What literary devices are used in Thomas Love Peacock's poem "Maria's Return"?

One literary device Peacock uses in this poem is a rhyme scheme. Each stanza is six lines long, consisting of rhyming couplets in the first two lines and in lines four and five. Lines three and six also rhyme. For example, in the first stanza, the words "ground" and "bound" rhyme in the first two lines, while line three's "falling" rhymes with line six's "appalling."

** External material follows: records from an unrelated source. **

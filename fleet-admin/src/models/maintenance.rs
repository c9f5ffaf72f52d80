use chrono::{DateTime, Utc};
use serde::{Deserialize, Serialize};

use super::datetime::{chrono_datetime_as_bson_datetime, opt_chrono_datetime_as_bson_datetime};

string_enum!(MaintenanceStatus {
    Scheduled => "scheduled",
    InProgress => "in_progress",
    Completed => "completed",
    Cancelled => "cancelled",
});

impl MaintenanceStatus {
    pub fn is_finished(&self) -> bool {
        matches!(
            self,
            MaintenanceStatus::Completed | MaintenanceStatus::Cancelled
        )
    }

    /// Whether moving a record from `self` to `to` hands its bike back.
    /// Cancelling work that never started leaves the bike where it is.
    pub fn releases_bike(self, to: MaintenanceStatus) -> bool {
        match to {
            MaintenanceStatus::Completed => !self.is_finished(),
            MaintenanceStatus::Cancelled => self == MaintenanceStatus::InProgress,
            _ => false,
        }
    }
}

string_enum!(MaintenancePriority {
    Low => "low",
    Medium => "medium",
    High => "high",
    Critical => "critical",
});

string_enum!(MaintenanceKind {
    Routine => "routine",
    Repair => "repair",
    Inspection => "inspection",
    Emergency => "emergency",
});

#[derive(Debug, Clone, Copy, Default, Serialize, Deserialize, PartialEq)]
#[serde(rename_all = "camelCase")]
pub struct CostBreakdown {
    #[serde(default)]
    pub parts: f64,
    #[serde(default)]
    pub labor: f64,
    #[serde(default)]
    pub other: f64,
}

impl CostBreakdown {
    pub fn total(&self) -> f64 {
        self.parts + self.labor + self.other
    }
}

#[derive(Debug, Clone, Serialize, Deserialize)]
pub struct Maintenance {
    #[serde(rename = "_id")]
    pub id: String,
    pub bike_id: String,
    pub title: String,
    pub description: Option<String>,
    pub kind: MaintenanceKind,
    pub status: MaintenanceStatus,
    pub priority: MaintenancePriority,
    #[serde(with = "chrono_datetime_as_bson_datetime")]
    pub scheduled_date: DateTime<Utc>,
    #[serde(
        default,
        skip_serializing_if = "Option::is_none",
        with = "opt_chrono_datetime_as_bson_datetime"
    )]
    pub completed_date: Option<DateTime<Utc>>,
    pub cost: CostBreakdown,
    /// Denormalized `cost.total()` so analytics can `$sum` it directly.
    pub total_cost: f64,
    pub technician: Option<String>,
    pub notes: Option<String>,
    pub is_active: bool,
    #[serde(with = "chrono_datetime_as_bson_datetime")]
    pub created_at: DateTime<Utc>,
    #[serde(with = "chrono_datetime_as_bson_datetime")]
    pub updated_at: DateTime<Utc>,
}

impl Maintenance {
    pub fn new(
        bike_id: String,
        title: String,
        kind: MaintenanceKind,
        priority: MaintenancePriority,
        scheduled_date: DateTime<Utc>,
    ) -> Self {
        let now = Utc::now();
        Self {
            id: super::new_id(),
            bike_id,
            title,
            description: None,
            kind,
            status: MaintenanceStatus::Scheduled,
            priority,
            scheduled_date,
            completed_date: None,
            cost: CostBreakdown::default(),
            total_cost: 0.0,
            technician: None,
            notes: None,
            is_active: true,
            created_at: now,
            updated_at: now,
        }
    }

    pub fn set_cost(&mut self, cost: CostBreakdown) {
        self.total_cost = cost.total();
        self.cost = cost;
    }
}

#[cfg(test)]
mod tests {
    use super::*;

    #[test]
    fn cost_total_sums_all_parts() {
        let cost = CostBreakdown {
            parts: 450.0,
            labor: 200.0,
            other: 50.5,
        };
        assert_eq!(cost.total(), 700.5);
    }

    #[test]
    fn set_cost_keeps_total_in_step() {
        let mut m = Maintenance::new(
            "bike".into(),
            "Brake pads".into(),
            MaintenanceKind::Repair,
            MaintenancePriority::High,
            Utc::now(),
        );
        m.set_cost(CostBreakdown {
            parts: 300.0,
            labor: 100.0,
            other: 0.0,
        });
        assert_eq!(m.total_cost, 400.0);
    }

    #[test]
    fn in_progress_uses_underscore_on_the_wire() {
        let json = serde_json::to_string(&MaintenanceStatus::InProgress).unwrap();
        assert_eq!(json, "\"in_progress\"");
        assert!(!MaintenanceStatus::InProgress.is_finished());
        assert!(MaintenanceStatus::Cancelled.is_finished());
    }

    #[test]
    fn only_started_or_completed_work_releases_the_bike() {
        use MaintenanceStatus::*;
        assert!(InProgress.releases_bike(Completed));
        assert!(InProgress.releases_bike(Cancelled));
        assert!(Scheduled.releases_bike(Completed));
        assert!(!Scheduled.releases_bike(Cancelled));
        assert!(!Completed.releases_bike(Completed));
        assert!(!Cancelled.releases_bike(Completed));
        assert!(!InProgress.releases_bike(InProgress));
    }
}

The poem also employs images, which are descriptions that use the five senses. In the first stanza, for example, the poet uses sight images, to conjure the picture of the falling snow, and sound images, to convey the sound of wind whistling: "snow is swiftly falling," the speaker says, and "coldly blows the northern breeze, / And whistles through the leafless trees."
In the lines quotes above, the poem also uses alliteration, which is starting words in the same line with the same consonant, in order to create a sense of rhythm. "Snow" and "swiftly" begin with the letter "s," while "blows" and "breeze" begin with "b."
The narrator, a young woman jilted by her lover, Henry, speaks in a way that personifies death as if it were a human. She refers to "Death's icy dart" as if Death were a person throwing a weapon at her to kill her.
Finally, the bleak wintry imagery of snow and cold becomes a symbol of the desolation and coldness the narrator experiences because of her rejection by her lover. Her heart is like the barren landscape. She writes, "My very heart-blood freezes!"